-- Opening Marker --
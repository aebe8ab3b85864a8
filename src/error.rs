use std::path::PathBuf;

use miette::Diagnostic;
use thiserror::Error;

#[derive(Debug, Error, Diagnostic)]
pub enum BootstrapError {
    #[error("invalid taxonomy id: {0}")]
    InvalidTaxonomyId(String),

    #[error("invalid experiment accession: {0}")]
    InvalidAccession(String),

    #[error("invalid argument: {0}")]
    InvalidArgument(String),

    #[error("missing config file adage-bootstrap.json in current directory")]
    MissingConfig,

    #[error("deploy config file not found: {0}")]
    MissingDeployFile(String),

    #[error("failed to read config file at {0}")]
    ConfigRead(PathBuf),

    #[error("failed to parse config: {0}")]
    ConfigParse(String),

    #[error("failed to parse model definition {path}: {message}")]
    ModelDefinition { path: String, message: String },

    #[error("organism with taxonomy id {0} not found in database")]
    OrganismNotFound(u32),

    #[error("ML model not found in database: {0}")]
    ModelNotFound(String),

    #[error("participation type not found in database: {0}")]
    ParticipationTypeNotFound(String),

    #[error("signature {signature} not found for model {model}")]
    SignatureNotFound { signature: String, model: String },

    #[error("annotated experiments missing from database: {0}")]
    ExperimentsNotFound(String),

    #[error("{path} line #{line}: {message}")]
    MalformedRow {
        path: String,
        line: usize,
        message: String,
    },

    #[error("{path}: {message}")]
    MalformedFile { path: String, message: String },

    #[error("annotation mismatches found. Total: {0} samples")]
    AnnotationMismatch(usize),

    #[error("database error: {0}")]
    Database(String),

    #[error("filesystem error: {0}")]
    Filesystem(String),

    #[error("required tool not found: {0}")]
    MissingTool(String),

    #[error("command failed: {0}")]
    CommandFailed(String),
}

impl From<rusqlite::Error> for BootstrapError {
    fn from(err: rusqlite::Error) -> Self {
        BootstrapError::Database(err.to_string())
    }
}
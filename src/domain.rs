use std::fmt;
use std::str::FromStr;
use std::sync::OnceLock;

use regex::Regex;
use serde::{Deserialize, Serialize};

use crate::error::BootstrapError;

/// NCBI taxonomy identifier, the natural key of an organism.
#[derive(Debug, Clone, Copy, PartialEq, Eq, Hash, Serialize, Deserialize)]
#[serde(transparent)]
pub struct TaxonomyId(u32);

impl TaxonomyId {
    pub fn new(value: u32) -> Result<Self, BootstrapError> {
        if value == 0 {
            return Err(BootstrapError::InvalidTaxonomyId(value.to_string()));
        }
        Ok(Self(value))
    }

    pub fn get(self) -> u32 {
        self.0
    }
}

impl fmt::Display for TaxonomyId {
    fn fmt(&self, f: &mut fmt::Formatter<'_>) -> fmt::Result {
        write!(f, "{}", self.0)
    }
}

impl FromStr for TaxonomyId {
    type Err = BootstrapError;

    fn from_str(value: &str) -> Result<Self, Self::Err> {
        let parsed = value
            .trim()
            .parse::<u32>()
            .map_err(|_| BootstrapError::InvalidTaxonomyId(value.to_string()))?;
        Self::new(parsed)
    }
}

#[derive(Debug, Clone, PartialEq, Eq, Hash, Serialize, Deserialize)]
pub struct ExperimentAccession(String);

impl ExperimentAccession {
    pub fn as_str(&self) -> &str {
        &self.0
    }
}

impl fmt::Display for ExperimentAccession {
    fn fmt(&self, f: &mut fmt::Formatter<'_>) -> fmt::Result {
        write!(f, "{}", self.0)
    }
}

impl FromStr for ExperimentAccession {
    type Err = BootstrapError;

    fn from_str(value: &str) -> Result<Self, Self::Err> {
        let normalized = value.trim();
        let is_valid = !normalized.is_empty()
            && normalized.len() <= 48
            && !normalized.chars().any(char::is_whitespace);
        if !is_valid {
            return Err(BootstrapError::InvalidAccession(value.to_string()));
        }
        Ok(Self(normalized.to_string()))
    }
}

/// Outcome of a create-or-update on a natural key.
#[derive(Debug, Clone, Copy, PartialEq, Eq, Serialize)]
#[serde(rename_all = "lowercase")]
pub enum UpsertAction {
    Created,
    Updated,
}

impl fmt::Display for UpsertAction {
    fn fmt(&self, f: &mut fmt::Formatter<'_>) -> fmt::Result {
        match self {
            UpsertAction::Created => write!(f, "created"),
            UpsertAction::Updated => write!(f, "updated"),
        }
    }
}

/// URL-safe label: lowercase ASCII words joined by single hyphens.
pub fn slugify(value: &str) -> String {
    static NON_WORD: OnceLock<Regex> = OnceLock::new();
    let re = NON_WORD.get_or_init(|| Regex::new(r"[^a-z0-9]+").expect("static regex"));
    let lowered = value.trim().to_lowercase();
    re.replace_all(&lowered, "-").trim_matches('-').to_string()
}

/// Trims a required text argument and rejects it when blank.
pub fn required_text(field: &str, value: &str) -> Result<String, BootstrapError> {
    let trimmed = value.trim();
    if trimmed.is_empty() {
        return Err(BootstrapError::InvalidArgument(format!("{field} is blank")));
    }
    Ok(trimmed.to_string())
}

#[cfg(test)]
mod tests {
    use assert_matches::assert_matches;

    use super::*;

    #[test]
    fn parse_taxonomy_id_valid() {
        let id: TaxonomyId = " 208964 ".parse().unwrap();
        assert_eq!(id.get(), 208964);
    }

    #[test]
    fn parse_taxonomy_id_invalid() {
        let err = "pseudomonas".parse::<TaxonomyId>().unwrap_err();
        assert_matches!(err, BootstrapError::InvalidTaxonomyId(_));
        let err = "0".parse::<TaxonomyId>().unwrap_err();
        assert_matches!(err, BootstrapError::InvalidTaxonomyId(_));
    }

    #[test]
    fn parse_accession() {
        let acc: ExperimentAccession = "E-GEOD-10030".parse().unwrap();
        assert_eq!(acc.as_str(), "E-GEOD-10030");
        assert_matches!(
            "E GEOD".parse::<ExperimentAccession>(),
            Err(BootstrapError::InvalidAccession(_))
        );
    }

    #[test]
    fn slug_from_scientific_name() {
        assert_eq!(slugify("Pseudomonas aeruginosa"), "pseudomonas-aeruginosa");
        assert_eq!(slugify("  Homo   sapiens (human) "), "homo-sapiens-human");
    }
}
use std::io::{self, Write};

use serde::Serialize;

use crate::app::{BootstrapResult, ProgressEvent, ProgressSink};
use crate::deploy::DeployResult;
use crate::entities::UpsertResult;
use crate::report::ImportReport;
use crate::search::IndexReport;

#[derive(Debug, Clone, Copy)]
pub enum OutputMode {
    Interactive,
    NonInteractive,
}

pub struct JsonOutput;

impl JsonOutput {
    pub fn print_upsert(result: &UpsertResult) -> io::Result<()> {
        Self::print_json(result)
    }

    pub fn print_import(result: &ImportReport) -> io::Result<()> {
        Self::print_json(result)
    }

    pub fn print_index(result: &IndexReport) -> io::Result<()> {
        Self::print_json(result)
    }

    pub fn print_bootstrap(result: &BootstrapResult) -> io::Result<()> {
        Self::print_json(result)
    }

    pub fn print_deploy(result: &DeployResult) -> io::Result<()> {
        Self::print_json(result)
    }

    fn print_json<T: Serialize>(value: &T) -> io::Result<()> {
        let json = serde_json::to_string_pretty(value).map_err(io::Error::other)?;
        let mut stdout = io::stdout();
        stdout.write_all(json.as_bytes())?;
        stdout.write_all(b"\n")?;
        Ok(())
    }
}

/// Progress goes to the tracing log; stdout is reserved for the JSON result.
impl ProgressSink for JsonOutput {
    fn event(&self, event: ProgressEvent) {
        match event.elapsed {
            Some(elapsed) => tracing::debug!(elapsed_ms = elapsed.as_millis() as u64, "{}", event.message),
            None => tracing::debug!("{}", event.message),
        }
    }
}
-- Closing Marker --
• **Problem to work on**: Scan the material above for lines holding the string "Updated" and copy those lines.

• **Answer box**:
    Updated,
            UpsertAction::Updated => write!(f, "updated"),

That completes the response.